Hospital Value Based Purchasing:
The HVBP program is aimed at rewarding providers for quality care. The program provides an opportunity for hospitals to earn an incentive payment if these efficiency and quality benchmarks are exceeded. Conversely, lower performing hospitals could experience decreasing payments. The hospital performance scores are based on four weighted domains: clinical care (25%), patient and caregiver centered experience (25%), safety (25%), and efficiency and cost reduction (25%).[1] In FY 2017, approximately 3,000 hospitals participating in the program, of which more than 1,600 (55%) hospitals received bonuses from Medicare under the program, which was 200 less than the previous year (59%).
Hospital Readmission Reduction Program:
The HRRP requires Medicare to reduce payments to hospitals with relatively high readmission rates and applies to most acute care hospitals, but exempts psychiatric, rehabilitation, long term care, children’s, cancer and critical access hospitals, as well as hospitals in Maryland (because they are not paid under the IPPS). Under the HRRP, hospitals with 30 day readmission rates that exceed their hospital specific expected readmission rate are penalized by a reduction in payments across all Medicare admissions. If a hospital is above its expected readmission rate for one of the conditions (heart attack, heart failure, pneumonia, COPD, CABG, or hip/knee replacement), up to a 3% across-the-board cut is triggered.
Medicare uses an “all-cause” definition of readmission, meaning that hospital readmission within 30 days of a discharge from the initial hospitalization are considered readmissions, regardless of the reason for readmission. However, as of 2014, CMS made an exception for planned hospitalizations within the 30-day window.
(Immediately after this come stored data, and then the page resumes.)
// src/infrastructure/repositories/postgres_content.rs
use super::map_sqlx;
use crate::domain::content::{
    Approval, CategoryId, ContentBody, ContentId, ContentItem, ContentKind, ContentReadRepository,
    ContentTitle, ContentUpdate, ContentWriteRepository, ImagePath, NewContentItem,
};
use crate::domain::errors::{DomainError, DomainResult};
use crate::domain::publisher::PublisherId;
use crate::domain::user::UserId;
use async_trait::async_trait;
use chrono::{DateTime, Utc};
use sqlx::{FromRow, PgPool, Postgres, QueryBuilder};

const RETURNING_COLUMNS: &str = "id, kind, title, body, author_id, publisher_id, category_id, image_path, \
     is_independent, approved_by, approved_at, published_at, created_at, updated_at";

#[derive(Clone)]
pub struct PostgresContentWriteRepository {
    pool: PgPool,
}

impl PostgresContentWriteRepository {
    pub fn new(pool: PgPool) -> Self {
        Self { pool }
    }
}

#[derive(Clone)]
pub struct PostgresContentReadRepository {
    pool: PgPool,
}

impl PostgresContentReadRepository {
    pub fn new(pool: PgPool) -> Self {
        Self { pool }
    }
}

#[derive(Debug, FromRow)]
struct ContentRow {
    id: i64,
    kind: String,
    title: String,
    body: String,
    author_id: i64,
    publisher_id: Option<i64>,
    category_id: Option<i64>,
    image_path: Option<String>,
    is_independent: bool,
    approved_by: Option<i64>,
    approved_at: Option<DateTime<Utc>>,
    published_at: Option<DateTime<Utc>>,
    created_at: DateTime<Utc>,
    updated_at: DateTime<Utc>,
}

impl TryFrom<ContentRow> for ContentItem {
    type Error = DomainError;

    fn try_from(row: ContentRow) -> Result<Self, Self::Error> {
        let approval = match (row.approved_by, row.approved_at) {
            (Some(by), Some(at)) => Some(Approval {
                approved_by: UserId::new(by)?,
                approved_at: at,
            }),
            (None, None) => None,
            _ => {
                return Err(DomainError::Persistence(format!(
                    "content {} has a partial approval record",
                    row.id
                )));
            }
        };

        Ok(ContentItem {
            id: ContentId::new(row.id)?,
            kind: row.kind.parse::<ContentKind>()?,
            title: ContentTitle::new(row.title)?,
            body: ContentBody::new(row.body)?,
            author_id: UserId::new(row.author_id)?,
            publisher_id: row.publisher_id.map(PublisherId::new).transpose()?,
            category_id: row.category_id.map(CategoryId::new).transpose()?,
            image_path: row.image_path.map(ImagePath::new).transpose()?,
            is_independent: row.is_independent,
            approval,
            published_at: row.published_at,
            created_at: row.created_at,
            updated_at: row.updated_at,
        })
    }
}

#[async_trait]
impl ContentWriteRepository for PostgresContentWriteRepository {
    async fn insert(&self, item: NewContentItem) -> DomainResult<ContentItem> {
        let NewContentItem {
            kind,
            title,
            body,
            author_id,
            publisher_id,
            category_id,
            image_path,
            is_independent,
            created_at,
        } = item;

        let row = sqlx::query_as::<_, ContentRow>(&format!(
            "INSERT INTO content_items
                (kind, title, body, author_id, publisher_id, category_id, image_path, is_independent, created_at, updated_at)
             VALUES ($1, $2, $3, $4, $5, $6, $7, $8, $9, $9)
             RETURNING {RETURNING_COLUMNS}"
        ))
        .bind(kind.as_str())
        .bind(title.into_inner())
        .bind(body.into_inner())
        .bind(i64::from(author_id))
        .bind(publisher_id.map(i64::from))
        .bind(category_id.map(i64::from))
        .bind(image_path.map(ImagePath::into_inner))
        .bind(is_independent)
        .bind(created_at)
        .fetch_one(&self.pool)
        .await
        .map_err(map_sqlx)?;

        ContentItem::try_from(row)
    }

    async fn update(&self, update: ContentUpdate) -> DomainResult<ContentItem> {
        let ContentUpdate {
            id,
            title,
            body,
            category_id,
            image_path,
            approval,
            published_at,
            original_updated_at,
            updated_at,
        } = update;

        let mut builder: QueryBuilder<Postgres> =
            QueryBuilder::new("UPDATE content_items SET updated_at = ");
        builder.push_bind(updated_at);

        if let Some(title) = title {
            builder.push(", title = ");
            builder.push_bind(title.into_inner());
        }

        if let Some(body) = body {
            builder.push(", body = ");
            builder.push_bind(body.into_inner());
        }

        if let Some(category_id) = category_id {
            builder.push(", category_id = ");
            builder.push_bind(category_id.map(i64::from));
        }

        if let Some(image_path) = image_path {
            builder.push(", image_path = ");
            builder.push_bind(image_path.map(ImagePath::into_inner));
        }

        if let Some(approval) = approval {
            builder.push(", approved_by = ");
            builder.push_bind(i64::from(approval.approved_by));
            builder.push(", approved_at = ");
            builder.push_bind(approval.approved_at);
        }

        if let Some(published_at) = published_at {
            builder.push(", published_at = ");
            builder.push_bind(published_at);
        }

        builder.push(" WHERE id = ");
        builder.push_bind(i64::from(id));
        builder.push(" AND updated_at = ");
        builder.push_bind(original_updated_at);
        builder.push(" RETURNING ");
        builder.push(RETURNING_COLUMNS);

        let maybe_row = builder
            .build_query_as::<ContentRow>()
            .fetch_optional(&self.pool)
            .await
            .map_err(map_sqlx)?;

        let row = maybe_row
            .ok_or_else(|| DomainError::Conflict("content update conflict, please retry".into()))?;

        ContentItem::try_from(row)
    }

    async fn delete(&self, id: ContentId) -> DomainResult<()> {
        let mut tx = self.pool.begin().await.map_err(map_sqlx)?;

        sqlx::query("DELETE FROM comments WHERE content_id = $1")
            .bind(i64::from(id))
            .execute(&mut *tx)
            .await
            .map_err(map_sqlx)?;

        let result = sqlx::query("DELETE FROM content_items WHERE id = $1")
            .bind(i64::from(id))
            .execute(&mut *tx)
            .await
            .map_err(map_sqlx)?;
        if result.rows_affected() == 0 {
            return Err(DomainError::NotFound("content not found".into()));
        }

        tx.commit().await.map_err(map_sqlx)
    }
}

#[async_trait]
impl ContentReadRepository for PostgresContentReadRepository {
    async fn find_by_id(&self, id: ContentId) -> DomainResult<Option<ContentItem>> {
        let row = sqlx::query_as::<_, ContentRow>(&format!(
            "SELECT {RETURNING_COLUMNS} FROM content_items WHERE id = $1"
        ))
        .bind(i64::from(id))
        .fetch_optional(&self.pool)
        .await
        .map_err(map_sqlx)?;

        row.map(ContentItem::try_from).transpose()
    }

    async fn list_unpublished(&self, kind: ContentKind) -> DomainResult<Vec<ContentItem>> {
        let rows = sqlx::query_as::<_, ContentRow>(&format!(
            "SELECT {RETURNING_COLUMNS} FROM content_items
             WHERE kind = $1 AND published_at IS NULL
             ORDER BY created_at DESC, id DESC"
        ))
        .bind(kind.as_str())
        .fetch_all(&self.pool)
        .await
        .map_err(map_sqlx)?;

        rows.into_iter().map(ContentItem::try_from).collect()
    }

    async fn list_published_from(
        &self,
        kind: ContentKind,
        publishers: &[PublisherId],
        authors: &[UserId],
    ) -> DomainResult<Vec<ContentItem>> {
        if publishers.is_empty() && authors.is_empty() {
            return Ok(Vec::new());
        }
        let publisher_ids: Vec<i64> = publishers.iter().copied().map(i64::from).collect();
        let author_ids: Vec<i64> = authors.iter().copied().map(i64::from).collect();

        let rows = sqlx::query_as::<_, ContentRow>(&format!(
            "SELECT {RETURNING_COLUMNS} FROM content_items
             WHERE kind = $1 AND published_at IS NOT NULL
               AND (publisher_id = ANY($2) OR author_id = ANY($3))
             ORDER BY published_at DESC, id DESC"
        ))
        .bind(kind.as_str())
        .bind(publisher_ids)
        .bind(author_ids)
        .fetch_all(&self.pool)
        .await
        .map_err(map_sqlx)?;

        rows.into_iter().map(ContentItem::try_from).collect()
    }
}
Hospital Acquired Condition Reduction Program:
The ACA created a broad healthcare acquired condition (HAC) policy that sets national infection rates and penalizes hospitals that fall into the top quartile. The penalty is a 1 percent cut of all its Medicare payments across the board. No matter how successful hospitals are in lowering infection rates, there will also be a top quartile that triggers a 1 percent cut to a quarter of the nation’s hospitals unless Congress changes the program.